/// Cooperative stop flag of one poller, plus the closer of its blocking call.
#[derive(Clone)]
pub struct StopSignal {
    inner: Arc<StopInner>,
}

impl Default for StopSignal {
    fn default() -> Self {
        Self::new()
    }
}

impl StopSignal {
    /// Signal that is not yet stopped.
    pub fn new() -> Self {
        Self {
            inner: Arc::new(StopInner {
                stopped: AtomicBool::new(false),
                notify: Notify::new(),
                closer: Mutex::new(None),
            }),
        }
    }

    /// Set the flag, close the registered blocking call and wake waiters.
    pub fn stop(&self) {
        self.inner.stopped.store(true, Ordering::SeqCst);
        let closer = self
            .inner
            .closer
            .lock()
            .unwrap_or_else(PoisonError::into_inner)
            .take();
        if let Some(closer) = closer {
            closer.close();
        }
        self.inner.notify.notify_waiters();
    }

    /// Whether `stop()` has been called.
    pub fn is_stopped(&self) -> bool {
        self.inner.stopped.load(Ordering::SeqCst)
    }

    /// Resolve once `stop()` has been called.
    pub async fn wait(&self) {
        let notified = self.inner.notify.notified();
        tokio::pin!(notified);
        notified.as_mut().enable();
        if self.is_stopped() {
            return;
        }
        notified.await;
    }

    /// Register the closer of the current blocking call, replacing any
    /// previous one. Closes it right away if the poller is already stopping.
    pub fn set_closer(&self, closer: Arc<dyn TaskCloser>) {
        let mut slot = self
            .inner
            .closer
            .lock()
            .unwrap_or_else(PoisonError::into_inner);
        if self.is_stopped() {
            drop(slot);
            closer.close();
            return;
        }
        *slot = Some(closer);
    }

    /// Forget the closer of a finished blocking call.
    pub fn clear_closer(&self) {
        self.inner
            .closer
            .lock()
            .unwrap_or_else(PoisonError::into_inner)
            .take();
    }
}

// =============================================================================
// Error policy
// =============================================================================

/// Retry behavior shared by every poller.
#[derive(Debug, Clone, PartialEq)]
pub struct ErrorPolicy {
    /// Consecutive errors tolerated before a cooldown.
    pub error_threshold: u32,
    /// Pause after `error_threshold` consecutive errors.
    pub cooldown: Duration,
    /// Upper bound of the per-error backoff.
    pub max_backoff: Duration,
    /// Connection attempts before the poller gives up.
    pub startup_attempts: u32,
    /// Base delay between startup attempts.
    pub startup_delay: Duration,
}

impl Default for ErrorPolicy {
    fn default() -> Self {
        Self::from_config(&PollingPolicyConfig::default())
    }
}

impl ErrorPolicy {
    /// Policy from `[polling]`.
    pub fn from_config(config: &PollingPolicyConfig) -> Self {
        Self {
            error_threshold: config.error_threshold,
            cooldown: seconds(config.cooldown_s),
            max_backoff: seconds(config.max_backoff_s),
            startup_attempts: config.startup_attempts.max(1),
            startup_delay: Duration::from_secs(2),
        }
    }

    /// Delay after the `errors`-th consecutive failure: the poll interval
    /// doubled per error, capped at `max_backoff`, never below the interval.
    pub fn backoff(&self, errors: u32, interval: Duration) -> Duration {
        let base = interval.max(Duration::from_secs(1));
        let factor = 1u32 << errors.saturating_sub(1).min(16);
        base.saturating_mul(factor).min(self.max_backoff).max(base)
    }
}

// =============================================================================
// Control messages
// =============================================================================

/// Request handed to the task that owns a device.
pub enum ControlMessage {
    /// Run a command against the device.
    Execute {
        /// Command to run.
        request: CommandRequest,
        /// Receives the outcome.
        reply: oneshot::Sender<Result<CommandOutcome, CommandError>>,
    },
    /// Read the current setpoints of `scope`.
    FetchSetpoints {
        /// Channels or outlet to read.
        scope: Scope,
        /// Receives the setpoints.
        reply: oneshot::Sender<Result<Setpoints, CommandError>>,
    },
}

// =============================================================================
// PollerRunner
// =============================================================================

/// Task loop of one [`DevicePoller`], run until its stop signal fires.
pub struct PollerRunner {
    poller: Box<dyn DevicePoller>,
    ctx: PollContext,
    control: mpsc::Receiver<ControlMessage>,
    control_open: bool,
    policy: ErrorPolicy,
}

....................

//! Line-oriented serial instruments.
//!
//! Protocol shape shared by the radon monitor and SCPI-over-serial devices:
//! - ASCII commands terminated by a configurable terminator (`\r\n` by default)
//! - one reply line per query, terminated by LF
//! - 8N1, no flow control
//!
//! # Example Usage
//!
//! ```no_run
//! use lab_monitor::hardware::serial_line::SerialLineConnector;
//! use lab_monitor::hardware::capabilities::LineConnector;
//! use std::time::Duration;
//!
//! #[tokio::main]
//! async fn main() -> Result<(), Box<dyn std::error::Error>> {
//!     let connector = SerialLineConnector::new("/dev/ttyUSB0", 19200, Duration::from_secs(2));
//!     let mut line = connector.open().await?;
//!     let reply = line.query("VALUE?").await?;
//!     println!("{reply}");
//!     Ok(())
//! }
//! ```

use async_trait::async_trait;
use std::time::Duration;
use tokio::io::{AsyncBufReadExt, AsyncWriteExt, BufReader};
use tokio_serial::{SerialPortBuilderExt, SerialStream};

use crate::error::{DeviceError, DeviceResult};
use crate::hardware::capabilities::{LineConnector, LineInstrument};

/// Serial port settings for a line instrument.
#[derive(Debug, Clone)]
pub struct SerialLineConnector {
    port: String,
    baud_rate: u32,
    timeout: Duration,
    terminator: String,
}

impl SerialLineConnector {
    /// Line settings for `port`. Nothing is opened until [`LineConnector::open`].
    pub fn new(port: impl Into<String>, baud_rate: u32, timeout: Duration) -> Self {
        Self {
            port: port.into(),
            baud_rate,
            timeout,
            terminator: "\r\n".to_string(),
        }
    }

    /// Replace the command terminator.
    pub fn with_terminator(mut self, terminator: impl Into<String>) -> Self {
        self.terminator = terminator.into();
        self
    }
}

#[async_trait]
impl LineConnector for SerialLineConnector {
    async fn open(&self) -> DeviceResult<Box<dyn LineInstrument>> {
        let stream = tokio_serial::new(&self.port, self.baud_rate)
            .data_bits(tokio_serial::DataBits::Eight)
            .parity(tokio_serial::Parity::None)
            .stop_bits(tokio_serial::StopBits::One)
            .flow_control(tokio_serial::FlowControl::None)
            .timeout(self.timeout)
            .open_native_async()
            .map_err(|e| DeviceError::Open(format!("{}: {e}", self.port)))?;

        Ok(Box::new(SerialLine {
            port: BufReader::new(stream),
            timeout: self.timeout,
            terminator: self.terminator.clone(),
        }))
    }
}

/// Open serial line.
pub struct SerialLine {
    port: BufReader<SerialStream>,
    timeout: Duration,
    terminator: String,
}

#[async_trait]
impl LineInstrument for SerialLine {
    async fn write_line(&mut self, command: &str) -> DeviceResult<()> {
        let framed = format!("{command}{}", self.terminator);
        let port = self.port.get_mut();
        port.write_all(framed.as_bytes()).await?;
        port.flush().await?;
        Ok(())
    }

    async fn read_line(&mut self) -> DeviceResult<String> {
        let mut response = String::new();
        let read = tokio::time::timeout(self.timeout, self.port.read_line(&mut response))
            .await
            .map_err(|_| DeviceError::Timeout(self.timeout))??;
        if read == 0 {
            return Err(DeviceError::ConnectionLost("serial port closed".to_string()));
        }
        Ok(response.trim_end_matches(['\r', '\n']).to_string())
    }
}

....................

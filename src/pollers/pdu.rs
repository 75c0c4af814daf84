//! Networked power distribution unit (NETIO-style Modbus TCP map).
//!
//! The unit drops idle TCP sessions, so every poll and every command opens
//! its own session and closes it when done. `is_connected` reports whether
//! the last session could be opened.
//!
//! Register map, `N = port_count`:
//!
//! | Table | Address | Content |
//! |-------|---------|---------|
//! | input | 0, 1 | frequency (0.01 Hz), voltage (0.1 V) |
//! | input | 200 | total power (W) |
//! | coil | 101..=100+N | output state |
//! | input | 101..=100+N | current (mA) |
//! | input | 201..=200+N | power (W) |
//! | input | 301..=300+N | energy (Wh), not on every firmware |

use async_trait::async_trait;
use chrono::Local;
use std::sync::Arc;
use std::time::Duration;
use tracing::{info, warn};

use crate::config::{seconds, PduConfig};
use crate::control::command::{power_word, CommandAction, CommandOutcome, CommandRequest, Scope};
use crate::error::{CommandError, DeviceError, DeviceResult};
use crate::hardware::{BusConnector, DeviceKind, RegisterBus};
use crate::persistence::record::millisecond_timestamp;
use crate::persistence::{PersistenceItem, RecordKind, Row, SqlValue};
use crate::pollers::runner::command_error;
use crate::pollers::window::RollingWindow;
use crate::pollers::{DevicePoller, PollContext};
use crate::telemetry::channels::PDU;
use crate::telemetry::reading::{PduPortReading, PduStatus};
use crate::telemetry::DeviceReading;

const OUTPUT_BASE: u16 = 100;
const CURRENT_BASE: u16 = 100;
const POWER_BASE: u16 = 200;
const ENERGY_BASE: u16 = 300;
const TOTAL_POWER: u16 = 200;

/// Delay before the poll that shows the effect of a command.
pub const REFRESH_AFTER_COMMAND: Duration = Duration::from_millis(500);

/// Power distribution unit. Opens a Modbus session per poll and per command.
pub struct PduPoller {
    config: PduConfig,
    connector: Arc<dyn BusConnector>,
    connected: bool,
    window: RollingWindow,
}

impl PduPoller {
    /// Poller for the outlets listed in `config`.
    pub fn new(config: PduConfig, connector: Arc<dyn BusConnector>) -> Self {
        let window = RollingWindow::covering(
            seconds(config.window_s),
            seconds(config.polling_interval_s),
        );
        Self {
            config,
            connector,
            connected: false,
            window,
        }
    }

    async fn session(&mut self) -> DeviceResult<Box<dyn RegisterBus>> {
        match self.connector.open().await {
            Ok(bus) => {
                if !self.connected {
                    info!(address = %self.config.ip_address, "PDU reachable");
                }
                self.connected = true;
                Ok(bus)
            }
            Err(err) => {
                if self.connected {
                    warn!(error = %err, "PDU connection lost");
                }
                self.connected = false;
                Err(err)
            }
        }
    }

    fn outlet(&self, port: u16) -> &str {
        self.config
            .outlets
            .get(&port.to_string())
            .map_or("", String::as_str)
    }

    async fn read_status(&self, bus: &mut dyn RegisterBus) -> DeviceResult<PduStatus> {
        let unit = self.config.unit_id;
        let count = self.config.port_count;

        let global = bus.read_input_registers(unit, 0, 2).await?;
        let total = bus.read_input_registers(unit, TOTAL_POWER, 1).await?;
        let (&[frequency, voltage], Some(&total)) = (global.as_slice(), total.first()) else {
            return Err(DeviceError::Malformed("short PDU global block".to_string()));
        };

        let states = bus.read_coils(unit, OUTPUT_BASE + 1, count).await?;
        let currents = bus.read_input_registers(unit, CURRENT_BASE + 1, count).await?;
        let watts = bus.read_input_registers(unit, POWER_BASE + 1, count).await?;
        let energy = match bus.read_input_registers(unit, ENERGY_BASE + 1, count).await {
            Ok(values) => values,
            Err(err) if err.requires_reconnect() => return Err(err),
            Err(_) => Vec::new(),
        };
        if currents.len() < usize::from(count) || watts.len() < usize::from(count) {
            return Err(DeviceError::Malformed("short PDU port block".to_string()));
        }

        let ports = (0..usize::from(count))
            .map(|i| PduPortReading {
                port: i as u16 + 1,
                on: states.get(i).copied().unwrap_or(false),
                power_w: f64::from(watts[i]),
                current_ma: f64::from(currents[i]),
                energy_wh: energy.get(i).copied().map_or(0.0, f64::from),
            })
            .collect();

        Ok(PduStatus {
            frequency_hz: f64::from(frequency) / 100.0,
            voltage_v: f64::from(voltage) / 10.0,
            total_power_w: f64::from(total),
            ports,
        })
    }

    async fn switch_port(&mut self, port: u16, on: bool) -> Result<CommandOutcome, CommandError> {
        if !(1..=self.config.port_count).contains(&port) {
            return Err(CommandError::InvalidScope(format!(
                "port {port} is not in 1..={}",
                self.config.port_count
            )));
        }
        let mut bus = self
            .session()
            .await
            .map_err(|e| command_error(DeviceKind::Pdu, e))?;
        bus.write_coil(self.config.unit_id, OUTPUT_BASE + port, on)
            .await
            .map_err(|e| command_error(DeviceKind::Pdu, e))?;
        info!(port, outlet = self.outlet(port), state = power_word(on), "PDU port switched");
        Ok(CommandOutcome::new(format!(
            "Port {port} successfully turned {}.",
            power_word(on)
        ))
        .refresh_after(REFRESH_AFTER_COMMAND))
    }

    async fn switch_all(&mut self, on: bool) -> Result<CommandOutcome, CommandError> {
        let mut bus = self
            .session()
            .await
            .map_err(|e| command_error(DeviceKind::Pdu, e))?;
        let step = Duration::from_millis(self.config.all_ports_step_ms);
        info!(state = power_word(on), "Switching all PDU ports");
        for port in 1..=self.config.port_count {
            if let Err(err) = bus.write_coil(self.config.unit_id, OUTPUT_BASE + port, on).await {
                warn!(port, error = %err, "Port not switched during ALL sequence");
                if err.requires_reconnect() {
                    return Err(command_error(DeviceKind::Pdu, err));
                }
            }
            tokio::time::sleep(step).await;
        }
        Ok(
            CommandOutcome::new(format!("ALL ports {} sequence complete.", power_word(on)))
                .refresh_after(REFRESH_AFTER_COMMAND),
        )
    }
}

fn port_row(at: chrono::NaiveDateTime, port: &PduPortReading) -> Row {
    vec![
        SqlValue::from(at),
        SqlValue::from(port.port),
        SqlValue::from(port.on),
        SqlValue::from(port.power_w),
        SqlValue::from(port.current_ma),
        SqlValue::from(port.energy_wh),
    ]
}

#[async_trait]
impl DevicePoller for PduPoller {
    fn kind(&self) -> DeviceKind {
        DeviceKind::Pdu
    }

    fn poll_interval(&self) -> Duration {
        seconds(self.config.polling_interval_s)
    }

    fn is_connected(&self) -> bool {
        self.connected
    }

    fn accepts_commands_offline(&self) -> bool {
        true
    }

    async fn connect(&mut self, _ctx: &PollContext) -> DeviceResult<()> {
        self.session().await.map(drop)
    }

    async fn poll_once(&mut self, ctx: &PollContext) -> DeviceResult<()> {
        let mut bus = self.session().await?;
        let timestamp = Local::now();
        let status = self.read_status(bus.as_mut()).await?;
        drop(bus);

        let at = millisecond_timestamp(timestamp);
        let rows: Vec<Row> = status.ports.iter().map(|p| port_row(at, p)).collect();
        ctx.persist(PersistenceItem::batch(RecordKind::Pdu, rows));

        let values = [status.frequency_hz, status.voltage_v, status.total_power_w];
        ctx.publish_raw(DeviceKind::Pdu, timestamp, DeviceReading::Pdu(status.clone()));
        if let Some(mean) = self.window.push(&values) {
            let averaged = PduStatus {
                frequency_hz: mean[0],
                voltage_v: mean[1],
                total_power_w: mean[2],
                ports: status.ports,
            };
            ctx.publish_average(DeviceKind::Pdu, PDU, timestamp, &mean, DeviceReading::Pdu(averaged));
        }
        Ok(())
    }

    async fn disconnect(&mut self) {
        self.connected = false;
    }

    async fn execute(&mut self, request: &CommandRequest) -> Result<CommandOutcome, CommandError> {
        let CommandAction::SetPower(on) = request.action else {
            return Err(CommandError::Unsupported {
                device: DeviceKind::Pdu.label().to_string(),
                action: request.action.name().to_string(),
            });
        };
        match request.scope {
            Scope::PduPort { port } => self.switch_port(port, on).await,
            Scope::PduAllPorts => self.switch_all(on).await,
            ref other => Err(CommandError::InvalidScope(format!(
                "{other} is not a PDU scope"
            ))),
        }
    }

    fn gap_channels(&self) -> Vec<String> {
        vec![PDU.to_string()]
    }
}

....................

> _WORK TASK_
Only the count should be given: the number of lines in the entries above containing the word "usize".

> _EXERCISE ANSWER_
2